-- DATASET ENTRIES --
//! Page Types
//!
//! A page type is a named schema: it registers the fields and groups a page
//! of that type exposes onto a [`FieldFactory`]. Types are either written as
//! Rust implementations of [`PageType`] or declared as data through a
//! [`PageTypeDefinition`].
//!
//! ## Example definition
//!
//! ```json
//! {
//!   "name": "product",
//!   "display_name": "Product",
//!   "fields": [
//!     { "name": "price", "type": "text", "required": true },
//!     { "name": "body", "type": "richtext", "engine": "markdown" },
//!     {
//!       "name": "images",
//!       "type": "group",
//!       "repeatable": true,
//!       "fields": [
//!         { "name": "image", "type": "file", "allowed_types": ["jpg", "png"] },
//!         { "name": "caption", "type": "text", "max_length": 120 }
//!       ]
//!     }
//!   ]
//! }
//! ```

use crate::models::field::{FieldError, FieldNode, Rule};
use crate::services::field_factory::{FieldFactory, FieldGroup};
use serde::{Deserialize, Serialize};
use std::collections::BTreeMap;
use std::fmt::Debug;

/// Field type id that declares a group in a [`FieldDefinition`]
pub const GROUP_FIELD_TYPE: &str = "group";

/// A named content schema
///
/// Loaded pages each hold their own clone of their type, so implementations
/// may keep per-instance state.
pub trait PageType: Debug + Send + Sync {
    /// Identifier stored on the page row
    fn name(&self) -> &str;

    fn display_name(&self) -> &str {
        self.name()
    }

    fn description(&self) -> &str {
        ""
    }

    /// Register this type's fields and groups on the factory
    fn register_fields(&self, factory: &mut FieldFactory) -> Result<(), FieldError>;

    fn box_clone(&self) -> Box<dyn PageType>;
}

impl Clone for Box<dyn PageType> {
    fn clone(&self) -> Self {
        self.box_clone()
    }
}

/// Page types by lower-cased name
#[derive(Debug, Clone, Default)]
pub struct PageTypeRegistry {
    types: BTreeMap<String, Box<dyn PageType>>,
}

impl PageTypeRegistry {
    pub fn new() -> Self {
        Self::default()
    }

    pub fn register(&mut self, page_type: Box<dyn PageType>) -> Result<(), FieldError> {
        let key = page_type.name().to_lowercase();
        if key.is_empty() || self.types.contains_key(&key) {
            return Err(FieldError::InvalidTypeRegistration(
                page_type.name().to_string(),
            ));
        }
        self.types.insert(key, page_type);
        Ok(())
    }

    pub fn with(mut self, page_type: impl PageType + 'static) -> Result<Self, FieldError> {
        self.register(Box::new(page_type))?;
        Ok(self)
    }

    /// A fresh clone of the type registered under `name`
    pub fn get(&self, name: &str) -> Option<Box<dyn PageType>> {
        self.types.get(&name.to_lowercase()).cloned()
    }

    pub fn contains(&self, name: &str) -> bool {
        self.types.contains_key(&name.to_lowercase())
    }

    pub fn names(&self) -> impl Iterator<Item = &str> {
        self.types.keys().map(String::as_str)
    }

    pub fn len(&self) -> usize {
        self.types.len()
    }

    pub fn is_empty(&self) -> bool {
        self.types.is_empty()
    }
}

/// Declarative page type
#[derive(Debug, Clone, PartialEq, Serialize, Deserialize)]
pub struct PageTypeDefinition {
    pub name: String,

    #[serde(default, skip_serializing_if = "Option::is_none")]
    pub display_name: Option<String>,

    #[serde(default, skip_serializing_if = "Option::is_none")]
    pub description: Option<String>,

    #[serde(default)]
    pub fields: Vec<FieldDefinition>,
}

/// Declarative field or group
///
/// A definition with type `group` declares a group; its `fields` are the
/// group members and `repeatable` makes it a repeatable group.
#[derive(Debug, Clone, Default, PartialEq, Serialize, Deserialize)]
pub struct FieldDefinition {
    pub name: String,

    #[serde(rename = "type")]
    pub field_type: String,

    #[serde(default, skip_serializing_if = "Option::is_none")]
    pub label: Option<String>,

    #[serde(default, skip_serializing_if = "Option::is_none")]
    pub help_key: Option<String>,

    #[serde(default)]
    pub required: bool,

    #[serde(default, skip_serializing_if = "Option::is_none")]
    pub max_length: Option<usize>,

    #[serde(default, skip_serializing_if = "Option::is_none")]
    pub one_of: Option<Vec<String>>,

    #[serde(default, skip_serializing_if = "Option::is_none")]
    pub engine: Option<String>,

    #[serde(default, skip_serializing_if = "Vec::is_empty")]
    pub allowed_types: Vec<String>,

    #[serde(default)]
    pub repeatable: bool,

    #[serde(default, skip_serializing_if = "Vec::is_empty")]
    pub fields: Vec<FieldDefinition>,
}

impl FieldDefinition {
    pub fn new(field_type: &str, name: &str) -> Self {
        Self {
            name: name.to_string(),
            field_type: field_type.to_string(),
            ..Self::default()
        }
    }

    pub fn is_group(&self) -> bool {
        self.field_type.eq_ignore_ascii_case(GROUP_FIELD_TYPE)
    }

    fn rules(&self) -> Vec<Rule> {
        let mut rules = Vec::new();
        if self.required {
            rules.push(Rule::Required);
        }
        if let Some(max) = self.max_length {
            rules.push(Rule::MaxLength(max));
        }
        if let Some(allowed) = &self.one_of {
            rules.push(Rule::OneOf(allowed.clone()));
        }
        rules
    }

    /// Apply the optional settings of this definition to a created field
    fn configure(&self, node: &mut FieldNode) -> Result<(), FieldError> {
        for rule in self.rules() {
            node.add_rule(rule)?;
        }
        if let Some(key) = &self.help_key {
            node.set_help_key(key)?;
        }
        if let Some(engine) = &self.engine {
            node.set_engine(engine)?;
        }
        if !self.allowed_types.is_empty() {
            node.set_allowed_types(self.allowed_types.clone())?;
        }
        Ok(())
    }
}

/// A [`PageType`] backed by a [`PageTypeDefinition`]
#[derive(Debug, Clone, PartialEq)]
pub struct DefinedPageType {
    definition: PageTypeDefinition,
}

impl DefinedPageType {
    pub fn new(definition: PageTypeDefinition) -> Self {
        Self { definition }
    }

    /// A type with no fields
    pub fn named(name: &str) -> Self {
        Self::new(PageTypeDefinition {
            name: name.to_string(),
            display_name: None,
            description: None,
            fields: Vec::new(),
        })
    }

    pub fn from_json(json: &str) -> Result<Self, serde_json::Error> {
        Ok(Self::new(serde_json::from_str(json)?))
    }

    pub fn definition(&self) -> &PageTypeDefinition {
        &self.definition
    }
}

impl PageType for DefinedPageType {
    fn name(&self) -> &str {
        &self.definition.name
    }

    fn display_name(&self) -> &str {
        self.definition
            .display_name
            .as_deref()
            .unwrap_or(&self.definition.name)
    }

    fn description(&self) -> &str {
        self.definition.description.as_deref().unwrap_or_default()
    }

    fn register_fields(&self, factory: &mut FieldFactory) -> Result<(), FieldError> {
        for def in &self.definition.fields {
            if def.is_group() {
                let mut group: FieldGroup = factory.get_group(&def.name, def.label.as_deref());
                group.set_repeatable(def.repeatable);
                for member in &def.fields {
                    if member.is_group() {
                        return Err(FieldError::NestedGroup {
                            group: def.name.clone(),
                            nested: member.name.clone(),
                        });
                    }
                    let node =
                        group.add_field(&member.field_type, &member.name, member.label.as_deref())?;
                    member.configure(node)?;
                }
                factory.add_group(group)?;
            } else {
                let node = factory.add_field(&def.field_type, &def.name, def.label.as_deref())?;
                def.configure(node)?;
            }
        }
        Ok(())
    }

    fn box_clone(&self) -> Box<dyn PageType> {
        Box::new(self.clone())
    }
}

-- WHAT NEEDS TO BE DONE --
When you answer, retype all of the material exactly as it appears above.

-- TASK RESPONSE --
//! Page Types
//!
//! A page type is a named schema: it registers the fields and groups a page
//! of that type exposes onto a [`FieldFactory`]. Types are either written as
//! Rust implementations of [`PageType`] or declared as data through a
//! [`PageTypeDefinition`].
//!
//! ## Example definition
//!
//! ```json
//! {
//!   "name": "product",
//!   "display_name": "Product",
//!   "fields": [
//!     { "name": "price", "type": "text", "required": true },
//!     { "name": "body", "type": "richtext", "engine": "markdown" },
//!     {
//!       "name": "images",
//!       "type": "group",
//!       "repeatable": true,
//!       "fields": [
//!         { "name": "image", "type": "file", "allowed_types": ["jpg", "png"] },
//!         { "name": "caption", "type": "text", "max_length": 120 }
//!       ]
//!     }
//!   ]
//! }
//! ```

use crate::models::field::{FieldError, FieldNode, Rule};
use crate::services::field_factory::{FieldFactory, FieldGroup};
use serde::{Deserialize, Serialize};
use std::collections::BTreeMap;
use std::fmt::Debug;

/// Field type id that declares a group in a [`FieldDefinition`]
pub const GROUP_FIELD_TYPE: &str = "group";

/// A named content schema
///
/// Loaded pages each hold their own clone of their type, so implementations
/// may keep per-instance state.
pub trait PageType: Debug + Send + Sync {
    /// Identifier stored on the page row
    fn name(&self) -> &str;

    fn display_name(&self) -> &str {
        self.name()
    }

    fn description(&self) -> &str {
        ""
    }

    /// Register this type's fields and groups on the factory
    fn register_fields(&self, factory: &mut FieldFactory) -> Result<(), FieldError>;

    fn box_clone(&self) -> Box<dyn PageType>;
}

impl Clone for Box<dyn PageType> {
    fn clone(&self) -> Self {
        self.box_clone()
    }
}

/// Page types by lower-cased name
#[derive(Debug, Clone, Default)]
pub struct PageTypeRegistry {
    types: BTreeMap<String, Box<dyn PageType>>,
}

impl PageTypeRegistry {
    pub fn new() -> Self {
        Self::default()
    }

    pub fn register(&mut self, page_type: Box<dyn PageType>) -> Result<(), FieldError> {
        let key = page_type.name().to_lowercase();
        if key.is_empty() || self.types.contains_key(&key) {
            return Err(FieldError::InvalidTypeRegistration(
                page_type.name().to_string(),
            ));
        }
        self.types.insert(key, page_type);
        Ok(())
    }

    pub fn with(mut self, page_type: impl PageType + 'static) -> Result<Self, FieldError> {
        self.register(Box::new(page_type))?;
        Ok(self)
    }

    /// A fresh clone of the type registered under `name`
    pub fn get(&self, name: &str) -> Option<Box<dyn PageType>> {
        self.types.get(&name.to_lowercase()).cloned()
    }

    pub fn contains(&self, name: &str) -> bool {
        self.types.contains_key(&name.to_lowercase())
    }

    pub fn names(&self) -> impl Iterator<Item = &str> {
        self.types.keys().map(String::as_str)
    }

    pub fn len(&self) -> usize {
        self.types.len()
    }

    pub fn is_empty(&self) -> bool {
        self.types.is_empty()
    }
}

/// Declarative page type
#[derive(Debug, Clone, PartialEq, Serialize, Deserialize)]
pub struct PageTypeDefinition {
    pub name: String,

    #[serde(default, skip_serializing_if = "Option::is_none")]
    pub display_name: Option<String>,

    #[serde(default, skip_serializing_if = "Option::is_none")]
    pub description: Option<String>,

    #[serde(default)]
    pub fields: Vec<FieldDefinition>,
}

/// Declarative field or group
///
/// A definition with type `group` declares a group; its `fields` are the
/// group members and `repeatable` makes it a repeatable group.
#[derive(Debug, Clone, Default, PartialEq, Serialize, Deserialize)]
pub struct FieldDefinition {
    pub name: String,

    #[serde(rename = "type")]
    pub field_type: String,

    #[serde(default, skip_serializing_if = "Option::is_none")]
    pub label: Option<String>,

    #[serde(default, skip_serializing_if = "Option::is_none")]
    pub help_key: Option<String>,

    #[serde(default)]
    pub required: bool,

    #[serde(default, skip_serializing_if = "Option::is_none")]
    pub max_length: Option<usize>,

    #[serde(default, skip_serializing_if = "Option::is_none")]
    pub one_of: Option<Vec<String>>,

    #[serde(default, skip_serializing_if = "Option::is_none")]
    pub engine: Option<String>,

    #[serde(default, skip_serializing_if = "Vec::is_empty")]
    pub allowed_types: Vec<String>,

    #[serde(default)]
    pub repeatable: bool,

    #[serde(default, skip_serializing_if = "Vec::is_empty")]
    pub fields: Vec<FieldDefinition>,
}

impl FieldDefinition {
    pub fn new(field_type: &str, name: &str) -> Self {
        Self {
            name: name.to_string(),
            field_type: field_type.to_string(),
            ..Self::default()
        }
    }

    pub fn is_group(&self) -> bool {
        self.field_type.eq_ignore_ascii_case(GROUP_FIELD_TYPE)
    }

    fn rules(&self) -> Vec<Rule> {
        let mut rules = Vec::new();
        if self.required {
            rules.push(Rule::Required);
        }
        if let Some(max) = self.max_length {
            rules.push(Rule::MaxLength(max));
        }
        if let Some(allowed) = &self.one_of {
            rules.push(Rule::OneOf(allowed.clone()));
        }
        rules
    }

    /// Apply the optional settings of this definition to a created field
    fn configure(&self, node: &mut FieldNode) -> Result<(), FieldError> {
        for rule in self.rules() {
            node.add_rule(rule)?;
        }
        if let Some(key) = &self.help_key {
            node.set_help_key(key)?;
        }
        if let Some(engine) = &self.engine {
            node.set_engine(engine)?;
        }
        if !self.allowed_types.is_empty() {
            node.set_allowed_types(self.allowed_types.clone())?;
        }
        Ok(())
    }
}

/// A [`PageType`] backed by a [`PageTypeDefinition`]
#[derive(Debug, Clone, PartialEq)]
pub struct DefinedPageType {
    definition: PageTypeDefinition,
}

impl DefinedPageType {
    pub fn new(definition: PageTypeDefinition) -> Self {
        Self { definition }
    }

    /// A type with no fields
    pub fn named(name: &str) -> Self {
        Self::new(PageTypeDefinition {
            name: name.to_string(),
            display_name: None,
            description: None,
            fields: Vec::new(),
        })
    }

    pub fn from_json(json: &str) -> Result<Self, serde_json::Error> {
        Ok(Self::new(serde_json::from_str(json)?))
    }

    pub fn definition(&self) -> &PageTypeDefinition {
        &self.definition
    }
}

impl PageType for DefinedPageType {
    fn name(&self) -> &str {
        &self.definition.name
    }

    fn display_name(&self) -> &str {
        self.definition
            .display_name
            .as_deref()
            .unwrap_or(&self.definition.name)
    }

    fn description(&self) -> &str {
        self.definition.description.as_deref().unwrap_or_default()
    }

    fn register_fields(&self, factory: &mut FieldFactory) -> Result<(), FieldError> {
        for def in &self.definition.fields {
            if def.is_group() {
                let mut group: FieldGroup = factory.get_group(&def.name, def.label.as_deref());
                group.set_repeatable(def.repeatable);
                for member in &def.fields {
                    if member.is_group() {
                        return Err(FieldError::NestedGroup {
                            group: def.name.clone(),
                            nested: member.name.clone(),
                        });
                    }
                    let node =
                        group.add_field(&member.field_type, &member.name, member.label.as_deref())?;
                    member.configure(node)?;
                }
                factory.add_group(group)?;
            } else {
                let node = factory.add_field(&def.field_type, &def.name, def.label.as_deref())?;
                def.configure(node)?;
            }
        }
        Ok(())
    }

    fn box_clone(&self) -> Box<dyn PageType> {
        Box::new(self.clone())
    }
}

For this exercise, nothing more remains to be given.